**Records drawn from a dataset**
------------------------------------------------------------

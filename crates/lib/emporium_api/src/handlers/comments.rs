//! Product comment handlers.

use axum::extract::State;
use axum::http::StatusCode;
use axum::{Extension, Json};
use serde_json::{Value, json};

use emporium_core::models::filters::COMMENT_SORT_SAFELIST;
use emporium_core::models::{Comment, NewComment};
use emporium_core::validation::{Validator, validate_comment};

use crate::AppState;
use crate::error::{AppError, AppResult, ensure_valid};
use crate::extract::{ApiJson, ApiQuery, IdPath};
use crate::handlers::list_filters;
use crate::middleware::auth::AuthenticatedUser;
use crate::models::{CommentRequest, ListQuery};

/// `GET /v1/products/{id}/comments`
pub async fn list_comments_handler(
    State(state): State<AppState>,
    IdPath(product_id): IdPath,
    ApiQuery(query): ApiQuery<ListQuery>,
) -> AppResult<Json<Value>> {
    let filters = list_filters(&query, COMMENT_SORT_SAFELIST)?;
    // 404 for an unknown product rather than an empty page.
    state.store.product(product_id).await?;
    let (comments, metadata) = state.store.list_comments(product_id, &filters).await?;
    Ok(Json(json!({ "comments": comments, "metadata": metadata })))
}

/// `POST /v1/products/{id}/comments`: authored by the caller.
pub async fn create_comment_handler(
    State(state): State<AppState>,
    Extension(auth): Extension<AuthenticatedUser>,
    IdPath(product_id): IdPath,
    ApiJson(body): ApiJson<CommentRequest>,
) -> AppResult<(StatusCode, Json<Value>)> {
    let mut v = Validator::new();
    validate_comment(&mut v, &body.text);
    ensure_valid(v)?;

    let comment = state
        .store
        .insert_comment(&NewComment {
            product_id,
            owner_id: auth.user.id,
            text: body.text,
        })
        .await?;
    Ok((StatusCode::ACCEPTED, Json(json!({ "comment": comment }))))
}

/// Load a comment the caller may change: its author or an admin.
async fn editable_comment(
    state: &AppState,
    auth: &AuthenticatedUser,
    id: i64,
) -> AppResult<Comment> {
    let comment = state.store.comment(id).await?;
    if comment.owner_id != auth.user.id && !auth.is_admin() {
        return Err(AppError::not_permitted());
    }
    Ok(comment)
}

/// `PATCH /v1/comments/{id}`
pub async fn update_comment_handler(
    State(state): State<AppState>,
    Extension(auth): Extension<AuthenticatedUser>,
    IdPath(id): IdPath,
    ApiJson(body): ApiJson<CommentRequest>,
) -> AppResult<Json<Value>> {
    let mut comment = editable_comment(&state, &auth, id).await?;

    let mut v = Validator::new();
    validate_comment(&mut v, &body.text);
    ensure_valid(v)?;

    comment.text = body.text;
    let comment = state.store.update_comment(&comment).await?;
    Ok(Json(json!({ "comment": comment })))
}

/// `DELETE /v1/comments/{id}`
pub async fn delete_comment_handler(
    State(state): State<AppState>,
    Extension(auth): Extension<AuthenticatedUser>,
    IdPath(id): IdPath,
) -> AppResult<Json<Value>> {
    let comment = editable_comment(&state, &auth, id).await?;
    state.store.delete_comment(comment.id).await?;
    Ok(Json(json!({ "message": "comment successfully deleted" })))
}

------------------------------------------------------------

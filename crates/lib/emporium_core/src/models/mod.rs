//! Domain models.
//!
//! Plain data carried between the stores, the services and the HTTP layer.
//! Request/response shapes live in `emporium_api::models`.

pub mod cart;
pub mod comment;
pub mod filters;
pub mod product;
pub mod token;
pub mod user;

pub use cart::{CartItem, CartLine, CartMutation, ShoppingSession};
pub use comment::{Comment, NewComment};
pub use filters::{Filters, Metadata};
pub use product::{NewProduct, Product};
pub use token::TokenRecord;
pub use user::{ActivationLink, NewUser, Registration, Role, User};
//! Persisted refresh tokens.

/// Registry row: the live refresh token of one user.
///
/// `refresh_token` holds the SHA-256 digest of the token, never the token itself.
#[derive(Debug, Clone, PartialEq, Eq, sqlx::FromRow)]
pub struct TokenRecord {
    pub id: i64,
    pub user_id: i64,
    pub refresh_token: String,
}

------------------------------------------------------------

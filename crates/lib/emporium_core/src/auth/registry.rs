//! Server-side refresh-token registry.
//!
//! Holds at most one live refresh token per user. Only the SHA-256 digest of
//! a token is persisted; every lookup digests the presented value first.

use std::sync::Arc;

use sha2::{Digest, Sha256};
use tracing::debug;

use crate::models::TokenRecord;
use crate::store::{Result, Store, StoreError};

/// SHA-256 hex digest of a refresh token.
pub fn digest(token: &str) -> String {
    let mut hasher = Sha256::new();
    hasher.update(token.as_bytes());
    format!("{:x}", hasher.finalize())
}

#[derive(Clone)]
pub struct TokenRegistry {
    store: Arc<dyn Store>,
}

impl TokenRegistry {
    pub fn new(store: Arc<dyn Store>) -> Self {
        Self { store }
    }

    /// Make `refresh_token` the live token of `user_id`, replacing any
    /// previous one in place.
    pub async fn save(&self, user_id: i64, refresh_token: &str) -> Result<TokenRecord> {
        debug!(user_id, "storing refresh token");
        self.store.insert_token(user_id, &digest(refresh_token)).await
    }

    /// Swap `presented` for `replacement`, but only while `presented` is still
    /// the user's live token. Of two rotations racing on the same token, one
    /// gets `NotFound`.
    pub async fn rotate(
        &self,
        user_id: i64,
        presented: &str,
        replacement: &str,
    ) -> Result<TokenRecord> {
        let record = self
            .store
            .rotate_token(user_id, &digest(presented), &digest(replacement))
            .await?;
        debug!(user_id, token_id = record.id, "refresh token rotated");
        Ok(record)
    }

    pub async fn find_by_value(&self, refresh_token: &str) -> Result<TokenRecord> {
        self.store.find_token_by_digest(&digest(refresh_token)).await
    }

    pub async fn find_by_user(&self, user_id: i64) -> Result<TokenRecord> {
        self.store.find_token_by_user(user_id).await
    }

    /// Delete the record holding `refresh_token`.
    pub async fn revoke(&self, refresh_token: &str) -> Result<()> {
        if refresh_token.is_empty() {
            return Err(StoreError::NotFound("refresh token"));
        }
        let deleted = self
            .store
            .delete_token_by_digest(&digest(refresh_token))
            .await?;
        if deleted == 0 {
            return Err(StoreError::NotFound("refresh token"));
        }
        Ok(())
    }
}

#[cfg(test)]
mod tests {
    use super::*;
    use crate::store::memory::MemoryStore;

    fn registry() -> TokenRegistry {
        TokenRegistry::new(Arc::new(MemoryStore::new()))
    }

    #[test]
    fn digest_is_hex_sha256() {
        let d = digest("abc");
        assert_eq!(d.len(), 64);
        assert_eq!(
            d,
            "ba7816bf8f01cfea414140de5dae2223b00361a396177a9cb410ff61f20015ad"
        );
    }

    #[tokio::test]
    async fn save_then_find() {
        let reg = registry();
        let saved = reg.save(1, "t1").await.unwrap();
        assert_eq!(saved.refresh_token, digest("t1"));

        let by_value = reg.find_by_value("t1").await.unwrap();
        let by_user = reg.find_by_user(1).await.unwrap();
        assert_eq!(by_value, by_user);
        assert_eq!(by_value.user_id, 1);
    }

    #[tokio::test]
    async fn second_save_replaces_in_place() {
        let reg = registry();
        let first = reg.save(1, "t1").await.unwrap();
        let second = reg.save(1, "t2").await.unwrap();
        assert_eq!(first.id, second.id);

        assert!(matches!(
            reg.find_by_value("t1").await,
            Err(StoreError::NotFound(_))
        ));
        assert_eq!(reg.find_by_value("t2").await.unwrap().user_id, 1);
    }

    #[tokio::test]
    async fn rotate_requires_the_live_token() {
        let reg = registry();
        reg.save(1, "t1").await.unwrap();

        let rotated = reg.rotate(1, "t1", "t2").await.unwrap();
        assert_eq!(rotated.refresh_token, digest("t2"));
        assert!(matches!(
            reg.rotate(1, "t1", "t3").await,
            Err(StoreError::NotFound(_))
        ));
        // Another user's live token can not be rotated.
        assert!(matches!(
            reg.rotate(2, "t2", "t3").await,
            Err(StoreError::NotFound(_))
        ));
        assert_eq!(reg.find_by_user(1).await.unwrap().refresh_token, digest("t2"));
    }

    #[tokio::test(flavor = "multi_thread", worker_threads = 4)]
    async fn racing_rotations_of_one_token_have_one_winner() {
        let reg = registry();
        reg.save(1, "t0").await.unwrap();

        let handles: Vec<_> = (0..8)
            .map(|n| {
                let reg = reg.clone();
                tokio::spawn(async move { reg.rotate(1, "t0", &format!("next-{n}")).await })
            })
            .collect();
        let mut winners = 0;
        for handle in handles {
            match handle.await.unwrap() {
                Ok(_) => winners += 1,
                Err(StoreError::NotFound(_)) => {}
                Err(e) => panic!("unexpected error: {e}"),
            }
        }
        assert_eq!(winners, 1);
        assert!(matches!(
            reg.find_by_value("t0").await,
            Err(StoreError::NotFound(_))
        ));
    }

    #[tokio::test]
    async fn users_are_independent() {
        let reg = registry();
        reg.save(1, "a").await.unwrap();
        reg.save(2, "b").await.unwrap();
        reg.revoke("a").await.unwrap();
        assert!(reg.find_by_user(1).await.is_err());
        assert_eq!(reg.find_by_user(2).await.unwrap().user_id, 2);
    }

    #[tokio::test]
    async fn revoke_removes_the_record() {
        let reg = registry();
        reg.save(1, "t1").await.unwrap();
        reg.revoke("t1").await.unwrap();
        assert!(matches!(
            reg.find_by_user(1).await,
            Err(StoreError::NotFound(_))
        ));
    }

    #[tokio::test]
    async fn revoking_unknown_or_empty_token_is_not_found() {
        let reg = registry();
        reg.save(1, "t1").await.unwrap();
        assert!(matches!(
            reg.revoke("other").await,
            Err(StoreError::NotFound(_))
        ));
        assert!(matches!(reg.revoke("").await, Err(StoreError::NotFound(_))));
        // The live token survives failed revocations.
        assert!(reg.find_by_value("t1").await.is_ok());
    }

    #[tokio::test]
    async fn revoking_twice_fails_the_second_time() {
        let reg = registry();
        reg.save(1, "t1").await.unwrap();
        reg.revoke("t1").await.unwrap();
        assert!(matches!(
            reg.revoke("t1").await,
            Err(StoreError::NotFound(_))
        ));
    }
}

------------------------------------------------------------

**Action item**
Among the entries above, the line containing "filename crates/lib/emporium_api/src/handlers/comments.rs", the line containing "use crate::AppState;", and all lines between them are to be restated word for word; nothing else belongs in the reply.

**Worked solution**
filename crates/lib/emporium_api/src/handlers/comments.rs
//! Product comment handlers.

use axum::extract::State;
use axum::http::StatusCode;
use axum::{Extension, Json};
use serde_json::{Value, json};

use emporium_core::models::filters::COMMENT_SORT_SAFELIST;
use emporium_core::models::{Comment, NewComment};
use emporium_core::validation::{Validator, validate_comment};

use crate::AppState;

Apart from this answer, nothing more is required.